→ PROBLEM REQUIREMENTS
Word for word, return the lines from the start of the entries below through the line that has "The objective is".

→ RECORDS TO USE
//! Leiden: queue-driven local moves, a randomized refinement that only merges
//! well-connected singletons inside each community, then aggregation on the
//! refined clusters with the local-move partition carried forward.
//!
//! The objective is the constant Potts model over node sizes:
//! `gain(v, C) = w(v, C) - γ / Σsize · size(v) · size(C)`. With sizes equal to
//! the weighted degrees this is modularity up to a positive factor.

use std::borrow::Cow;

use rand::seq::SliceRandom;
use rand::Rng;

use crate::community_algo::work_queue::VertexQueue;
use crate::community_algo::{best_move, CommunityStructure, NeighborWeights};
use crate::config::DetectionOptions;
use crate::level_graph::{unfold, LevelGraph};
use crate::types::{renumber, CommID, CommunityResult};
use crate::util::Budget;

/// Per-invocation counters reported back in the result.
#[derive(Debug, Default)]
struct LeidenStats {
    levels: usize,
    level_modularity: Vec<f64>,
}

/// Run Leiden on the level-0 graph. `base` must carry some edge weight.
pub(super) fn run<R: Rng + ?Sized>(
    base: &LevelGraph,
    resolution: f64,
    options: &DetectionOptions,
    rng: &mut R,
) -> CommunityResult {
    let mut budget = Budget::new(options);
    let mut stats = LeidenStats::default();
    let total_size: f64 = base.node_weights().iter().sum();
    let scale = if total_size > 0.0 { resolution / total_size } else { 0.0 };

    let mut membership: Vec<CommID> = match &options.initial_partition {
        Some(partition) => partition.clone(),
        None => (0..base.node_count() as CommID).collect(),
    };
    renumber(&mut membership);

    let mut iteration = 0usize;
    loop {
        let changed = iterate(base, &mut membership, resolution, scale, options, &mut budget, &mut stats, rng);
        iteration += 1;
        log::debug!("Leiden iteration {}: changed = {}", iteration, changed);
        if !budget.converged() {
            break;
        }
        match options.leiden_iterations {
            Some(limit) if iteration >= limit => break,
            None if !changed => break,
            _ => {}
        }
    }

    let splits = split_disconnected(base, &mut membership);
    if splits > 0 {
        log::debug!("Leiden split {} disconnected communities", splits);
    }
    log::debug!("Leiden finished {} iterations in {:?}", iteration, budget.elapsed());

    CommunityResult {
        modularity: base.modularity(&membership, resolution),
        partition: membership,
        levels: stats.levels,
        connected_guarantee: true,
        converged: budget.converged(),
        passes: budget.passes(),
        hierarchy: Vec::new(),
        level_modularity: stats.level_modularity,
    }
}

/// One Leiden iteration over all levels, starting from `membership` on the
/// base graph and writing the improved partition back. Returns whether any
/// node changed community.
#[allow(clippy::too_many_arguments)]
fn iterate<R: Rng + ?Sized>(
    base: &LevelGraph,
    membership: &mut Vec<CommID>,
    resolution: f64,
    scale: f64,
    options: &DetectionOptions,
    budget: &mut Budget,
    stats: &mut LeidenStats,
    rng: &mut R,
) -> bool {
    let mut graph: Cow<'_, LevelGraph> = Cow::Borrowed(base);
    let mut level_membership = std::mem::take(membership);
    let mut folded: Vec<CommID> = (0..base.node_count() as CommID).collect();
    let mut changed = false;
    let mut levels = 0usize;

    loop {
        // Step 1. Move nodes between communities.
        levels += 1;
        stats.levels += 1;
        changed |= fast_local_move(&graph, &mut level_membership, scale, options, budget, rng);
        let community_count = renumber(&mut level_membership);
        stats.level_modularity.push(graph.modularity(&level_membership, resolution));

        if community_count == graph.node_count() || !budget.converged() {
            break;
        }
        if levels >= options.max_levels {
            log::warn!("Leiden stopped at the level cap ({})", options.max_levels);
            budget.mark_cut_short();
            break;
        }

        // Step 2. Refine each community into well-connected clusters.
        let mut refined = refine(&graph, &level_membership, scale, options, rng);
        let mut refined_count = renumber(&mut refined);
        if refined_count == graph.node_count() {
            // Nothing merged, aggregate by the communities themselves.
            refined = level_membership.clone();
            refined_count = community_count;
        }

        // Step 3. Aggregate on the refined clusters, each starting in its community.
        let mut next_membership = vec![0 as CommID; refined_count];
        for (node, &cluster) in refined.iter().enumerate() {
            next_membership[cluster as usize] = level_membership[node];
        }
        log::info!("Zooming out: {} clusters in {} communities", refined_count, community_count);
        let next = graph.coarsen(&refined, refined_count);
        unfold(&mut folded, &refined);
        graph = Cow::Owned(next);
        level_membership = next_membership;
    }

    *membership = folded.iter().map(|&node| level_membership[node as usize]).collect();
    renumber(membership);
    changed
}

/// Visit nodes from a queue; after a move, the neighbors left outside the
/// target community are queued again. Returns whether any node moved.
fn fast_local_move<R: Rng + ?Sized>(
    graph: &LevelGraph,
    membership: &mut Vec<CommID>,
    scale: f64,
    options: &DetectionOptions,
    budget: &mut Budget,
    rng: &mut R,
) -> bool {
    if budget.time_exhausted() {
        return false;
    }
    let node_count = graph.node_count();
    let node_sizes = graph.node_weights();
    let mut order: Vec<u32> = (0..node_count as u32).collect();
    if options.randomize_order {
        order.shuffle(rng);
    }
    let mut queue = VertexQueue::with_order(node_count, &order);
    let mut cs = CommunityStructure::new(graph, std::mem::take(membership), node_sizes);
    let mut neighbors = NeighborWeights::new(node_count);
    let pop_cap = options.max_passes.saturating_mul(node_count);
    let mut pops = 0usize;
    let mut moved = false;

    budget.record_pass();
    while let Some(node) = queue.pop() {
        pops += 1;
        if pops > pop_cap {
            log::warn!(
                "Leiden local move hit the pass cap ({}), {} nodes still queued",
                options.max_passes,
                queue.len() + 1
            );
            budget.mark_cut_short();
            break;
        }
        if pops > 1 && (pops - 1) % node_count == 0 {
            budget.record_pass();
            if budget.time_exhausted() {
                break;
            }
        }

        let size = node_sizes[node as usize];
        neighbors.collect(graph, node, cs.membership(), |_| true);
        if let Some(target) = best_move(&cs, node, size, &neighbors, scale) {
            let from = cs.community_of(node);
            cs.move_vertex(graph, node, target, neighbors.weight_to(from), neighbors.weight_to(target), size);
            moved = true;
            for &(neighbor, _) in graph.neighbors(node) {
                if cs.community_of(neighbor) != target {
                    queue.push(neighbor);
                }
            }
        }
    }

    *membership = cs.into_membership();
    moved
}

/// Refine `membership`: every community is split back into singletons which
/// then merge, within the community only, into well-connected clusters.
///
/// A singleton v may merge when it is well connected to its community S,
/// `w(v, S - v) >= scale · size(v) · (size(S) - size(v))`, and only into
/// clusters C that are themselves well connected to S. Among clusters with a
/// non-negative gain (staying alone counts as gain 0) one is drawn with
/// probability proportional to `exp((gain - max_gain) / randomness)`.
fn refine<R: Rng + ?Sized>(
    graph: &LevelGraph,
    membership: &[CommID],
    scale: f64,
    options: &DetectionOptions,
    rng: &mut R,
) -> Vec<CommID> {
    let node_count = graph.node_count();
    let node_sizes = graph.node_weights();

    let mut community_size = vec![0.0f64; node_count];
    let mut node_inside = vec![0.0f64; node_count]; // w(v, S - v) for the community S of v.
    for node in 0..node_count {
        let comm = membership[node];
        community_size[comm as usize] += node_sizes[node];
        node_inside[node] = graph
            .neighbors(node as u32)
            .iter()
            .filter(|&&(neighbor, _)| membership[neighbor as usize] == comm)
            .map(|&(_, weight)| weight)
            .sum();
    }
    // w(C, S - C) for every refined cluster C, a singleton at first.
    let mut cluster_inside = node_inside.clone();

    let mut cs = CommunityStructure::singletons(graph, node_sizes);
    let mut neighbors = NeighborWeights::new(node_count);
    let mut candidates: Vec<(CommID, f64)> = Vec::new();
    let mut order: Vec<u32> = (0..node_count as u32).collect();
    if options.randomize_order {
        order.shuffle(rng);
    }

    for &node in &order {
        let current = cs.community_of(node);
        if cs.size(current) != 1 {
            continue;
        }
        let comm = membership[node as usize];
        let size = node_sizes[node as usize];
        let comm_size = community_size[comm as usize];
        if node_inside[node as usize] < scale * size * (comm_size - size) {
            continue;
        }

        neighbors.collect(graph, node, cs.membership(), |neighbor| membership[neighbor as usize] == comm);
        candidates.clear();
        candidates.push((current, 0.0));
        let mut max_gain = 0.0f64;
        for &(cluster, weight) in neighbors.entries() {
            if cluster == current || weight <= 0.0 {
                continue;
            }
            let cluster_size = cs.total(cluster);
            if cluster_inside[cluster as usize] < scale * cluster_size * (comm_size - cluster_size) {
                continue;
            }
            let gain = weight - scale * size * cluster_size;
            if gain >= 0.0 {
                max_gain = max_gain.max(gain);
                candidates.push((cluster, gain));
            }
        }
        if candidates.len() == 1 {
            continue;
        }

        let chosen = sample_cluster(&candidates, max_gain, options.randomness, rng);
        if chosen != current {
            let weight_to = neighbors.weight_to(chosen);
            cluster_inside[chosen as usize] += node_inside[node as usize] - 2.0 * weight_to;
            cs.move_vertex(graph, node, chosen, 0.0, weight_to, size);
        }
    }

    cs.into_membership()
}

/// Draw one candidate with probability proportional to `exp((gain - max_gain) / randomness)`.
fn sample_cluster<R: Rng + ?Sized>(candidates: &[(CommID, f64)], max_gain: f64, randomness: f64, rng: &mut R) -> CommID {
    let mut cumulative: Vec<f64> = Vec::with_capacity(candidates.len());
    let mut total = 0.0f64;
    for &(_, gain) in candidates {
        total += ((gain - max_gain) / randomness).exp();
        cumulative.push(total);
    }
    let r = rng.gen::<f64>() * total;
    let idx = cumulative.iter().position(|&c| r < c).unwrap_or(candidates.len() - 1);
    candidates[idx].0
}

/// Relabel so that every community is connected: each connected piece of a
/// community gets its own id. Returns the number of extra communities made.
///
/// Splitting a community into disconnected parts keeps its internal weight
/// and lowers the degree penalty, so modularity never drops.
fn split_disconnected(graph: &LevelGraph, membership: &mut [CommID]) -> usize {
    let node_count = graph.node_count();
    let community_count = membership.iter().map(|&c| c as usize + 1).max().unwrap_or(0);
    let mut component = vec![CommID::MAX; node_count];
    let mut stack: Vec<u32> = Vec::new();
    let mut next = 0 as CommID;

    for start in 0..node_count {
        if component[start] != CommID::MAX {
            continue;
        }
        let comm = membership[start];
        component[start] = next;
        stack.push(start as u32);
        while let Some(node) = stack.pop() {
            for &(neighbor, _) in graph.neighbors(node) {
                let neighbor = neighbor as usize;
                if component[neighbor] == CommID::MAX && membership[neighbor] == comm {
                    component[neighbor] = next;
                    stack.push(neighbor as u32);
                }
            }
        }
        next += 1;
    }

    membership.copy_from_slice(&component);
    next as usize - community_count
}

→ EXPECTED ANSWER
//! Leiden: queue-driven local moves, a randomized refinement that only merges
//! well-connected singletons inside each community, then aggregation on the
//! refined clusters with the local-move partition carried forward.
//!
//! The objective is the constant Potts model over node sizes:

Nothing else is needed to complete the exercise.